[Task statement]:
Among the lines below, keep only those from the one containing "for entry in" through the one containing "its full listing.", and reproduce them exactly.

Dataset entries
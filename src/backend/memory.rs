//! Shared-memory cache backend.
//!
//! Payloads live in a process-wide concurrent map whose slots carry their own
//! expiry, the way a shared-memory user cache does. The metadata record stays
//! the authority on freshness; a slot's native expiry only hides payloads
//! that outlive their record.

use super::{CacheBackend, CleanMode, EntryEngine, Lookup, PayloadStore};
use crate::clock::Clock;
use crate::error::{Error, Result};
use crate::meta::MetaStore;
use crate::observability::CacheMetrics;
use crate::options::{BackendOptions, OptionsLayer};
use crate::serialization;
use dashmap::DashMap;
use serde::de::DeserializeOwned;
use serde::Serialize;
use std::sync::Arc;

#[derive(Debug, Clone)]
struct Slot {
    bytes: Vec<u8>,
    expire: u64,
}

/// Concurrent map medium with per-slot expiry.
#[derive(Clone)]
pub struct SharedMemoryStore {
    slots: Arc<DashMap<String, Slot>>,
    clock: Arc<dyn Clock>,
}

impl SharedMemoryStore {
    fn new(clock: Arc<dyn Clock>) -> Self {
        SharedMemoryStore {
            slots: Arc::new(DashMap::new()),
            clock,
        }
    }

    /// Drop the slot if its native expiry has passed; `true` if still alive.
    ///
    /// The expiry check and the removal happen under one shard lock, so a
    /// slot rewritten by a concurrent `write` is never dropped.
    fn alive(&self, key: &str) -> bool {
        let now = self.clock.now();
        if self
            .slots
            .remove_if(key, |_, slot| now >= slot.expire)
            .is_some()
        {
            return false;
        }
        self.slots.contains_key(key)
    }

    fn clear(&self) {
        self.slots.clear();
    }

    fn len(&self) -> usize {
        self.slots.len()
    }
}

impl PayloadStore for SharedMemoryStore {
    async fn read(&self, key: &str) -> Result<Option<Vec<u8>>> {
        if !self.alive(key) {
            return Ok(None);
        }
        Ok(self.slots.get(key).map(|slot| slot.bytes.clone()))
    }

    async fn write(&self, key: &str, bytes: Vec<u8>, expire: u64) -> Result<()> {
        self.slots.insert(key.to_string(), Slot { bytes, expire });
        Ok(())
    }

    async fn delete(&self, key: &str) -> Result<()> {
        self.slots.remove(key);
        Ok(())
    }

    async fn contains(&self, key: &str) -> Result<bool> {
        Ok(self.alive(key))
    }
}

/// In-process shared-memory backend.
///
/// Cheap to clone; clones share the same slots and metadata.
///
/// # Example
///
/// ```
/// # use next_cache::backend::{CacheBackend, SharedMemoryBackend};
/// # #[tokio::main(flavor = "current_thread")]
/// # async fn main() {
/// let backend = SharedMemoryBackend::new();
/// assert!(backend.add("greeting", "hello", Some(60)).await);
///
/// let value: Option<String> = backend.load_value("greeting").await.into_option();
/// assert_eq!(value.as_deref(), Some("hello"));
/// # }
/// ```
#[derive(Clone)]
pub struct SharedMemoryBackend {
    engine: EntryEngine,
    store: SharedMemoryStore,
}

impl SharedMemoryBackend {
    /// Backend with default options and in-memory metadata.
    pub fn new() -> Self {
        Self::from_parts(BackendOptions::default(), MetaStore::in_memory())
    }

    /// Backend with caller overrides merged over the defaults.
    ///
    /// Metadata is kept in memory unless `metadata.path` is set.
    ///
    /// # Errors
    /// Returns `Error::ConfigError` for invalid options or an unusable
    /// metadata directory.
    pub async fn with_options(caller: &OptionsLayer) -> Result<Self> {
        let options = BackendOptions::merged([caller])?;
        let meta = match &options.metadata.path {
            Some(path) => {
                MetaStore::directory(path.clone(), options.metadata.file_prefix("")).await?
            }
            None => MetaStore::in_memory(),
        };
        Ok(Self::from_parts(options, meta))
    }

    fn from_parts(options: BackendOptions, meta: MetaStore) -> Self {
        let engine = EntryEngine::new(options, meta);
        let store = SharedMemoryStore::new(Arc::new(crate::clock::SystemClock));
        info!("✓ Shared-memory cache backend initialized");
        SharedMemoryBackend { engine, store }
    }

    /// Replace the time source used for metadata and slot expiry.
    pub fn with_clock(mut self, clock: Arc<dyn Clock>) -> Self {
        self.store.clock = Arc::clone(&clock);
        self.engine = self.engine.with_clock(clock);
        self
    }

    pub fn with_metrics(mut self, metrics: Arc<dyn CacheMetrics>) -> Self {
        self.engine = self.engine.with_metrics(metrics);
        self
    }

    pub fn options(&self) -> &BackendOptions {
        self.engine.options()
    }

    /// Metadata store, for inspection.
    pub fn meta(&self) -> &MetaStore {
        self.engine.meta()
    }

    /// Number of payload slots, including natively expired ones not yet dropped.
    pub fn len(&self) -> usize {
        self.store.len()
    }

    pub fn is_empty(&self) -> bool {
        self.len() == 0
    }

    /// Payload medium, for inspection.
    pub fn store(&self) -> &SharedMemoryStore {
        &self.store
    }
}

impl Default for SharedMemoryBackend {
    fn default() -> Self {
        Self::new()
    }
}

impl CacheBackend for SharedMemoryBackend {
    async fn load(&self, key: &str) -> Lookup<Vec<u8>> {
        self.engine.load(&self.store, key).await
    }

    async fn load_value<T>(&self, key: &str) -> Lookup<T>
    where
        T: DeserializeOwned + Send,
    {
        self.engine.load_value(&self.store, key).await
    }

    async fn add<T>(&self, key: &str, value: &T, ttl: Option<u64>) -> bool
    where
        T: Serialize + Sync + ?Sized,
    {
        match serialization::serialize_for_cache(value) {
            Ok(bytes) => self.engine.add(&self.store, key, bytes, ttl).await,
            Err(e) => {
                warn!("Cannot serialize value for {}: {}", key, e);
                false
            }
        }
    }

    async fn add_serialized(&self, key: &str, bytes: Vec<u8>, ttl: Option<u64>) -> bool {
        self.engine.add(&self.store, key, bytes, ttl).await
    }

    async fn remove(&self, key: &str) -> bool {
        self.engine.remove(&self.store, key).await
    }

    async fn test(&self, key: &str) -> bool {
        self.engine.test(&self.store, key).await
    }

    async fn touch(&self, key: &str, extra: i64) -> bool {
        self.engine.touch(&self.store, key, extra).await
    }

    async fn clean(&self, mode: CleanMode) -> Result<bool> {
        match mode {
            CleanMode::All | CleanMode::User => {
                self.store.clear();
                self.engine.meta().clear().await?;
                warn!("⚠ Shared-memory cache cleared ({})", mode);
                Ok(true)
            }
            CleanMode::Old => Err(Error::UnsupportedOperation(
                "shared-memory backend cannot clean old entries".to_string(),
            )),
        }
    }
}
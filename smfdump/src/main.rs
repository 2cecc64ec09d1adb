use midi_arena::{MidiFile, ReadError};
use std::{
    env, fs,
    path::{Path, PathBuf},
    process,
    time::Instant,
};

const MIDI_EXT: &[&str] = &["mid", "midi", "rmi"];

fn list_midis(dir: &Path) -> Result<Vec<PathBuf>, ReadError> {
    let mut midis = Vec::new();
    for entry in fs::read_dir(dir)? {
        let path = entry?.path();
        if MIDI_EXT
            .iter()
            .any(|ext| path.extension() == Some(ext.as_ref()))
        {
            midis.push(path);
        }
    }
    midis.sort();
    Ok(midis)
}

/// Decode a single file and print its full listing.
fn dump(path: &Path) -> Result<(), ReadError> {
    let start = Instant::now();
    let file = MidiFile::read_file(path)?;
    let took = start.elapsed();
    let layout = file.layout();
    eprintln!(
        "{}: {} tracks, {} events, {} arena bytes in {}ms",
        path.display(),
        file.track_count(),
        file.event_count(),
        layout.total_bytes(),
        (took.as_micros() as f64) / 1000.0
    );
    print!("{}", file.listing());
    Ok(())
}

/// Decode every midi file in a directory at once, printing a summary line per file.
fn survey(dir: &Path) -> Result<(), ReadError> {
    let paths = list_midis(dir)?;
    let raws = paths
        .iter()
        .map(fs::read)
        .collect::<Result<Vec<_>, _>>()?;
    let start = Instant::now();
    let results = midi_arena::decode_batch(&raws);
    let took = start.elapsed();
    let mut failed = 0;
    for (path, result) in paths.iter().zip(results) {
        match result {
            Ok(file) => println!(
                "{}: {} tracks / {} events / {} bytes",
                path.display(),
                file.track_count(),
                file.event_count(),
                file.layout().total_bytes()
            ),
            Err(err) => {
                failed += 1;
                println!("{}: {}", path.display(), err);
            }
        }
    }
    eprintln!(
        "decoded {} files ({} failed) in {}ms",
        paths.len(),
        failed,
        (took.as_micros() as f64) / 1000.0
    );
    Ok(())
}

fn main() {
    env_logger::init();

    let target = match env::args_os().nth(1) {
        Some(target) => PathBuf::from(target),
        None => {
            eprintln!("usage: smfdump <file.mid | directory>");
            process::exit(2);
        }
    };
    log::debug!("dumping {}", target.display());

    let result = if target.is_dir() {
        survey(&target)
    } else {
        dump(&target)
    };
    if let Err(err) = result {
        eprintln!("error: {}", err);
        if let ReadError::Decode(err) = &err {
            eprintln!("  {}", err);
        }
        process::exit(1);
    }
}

[Task answer]:
    for entry in fs::read_dir(dir)? {
        let path = entry?.path();
        if MIDI_EXT
            .iter()
            .any(|ext| path.extension() == Some(ext.as_ref()))
        {
            midis.push(path);
        }
    }
    midis.sort();
    Ok(midis)
}

/// Decode a single file and print its full listing.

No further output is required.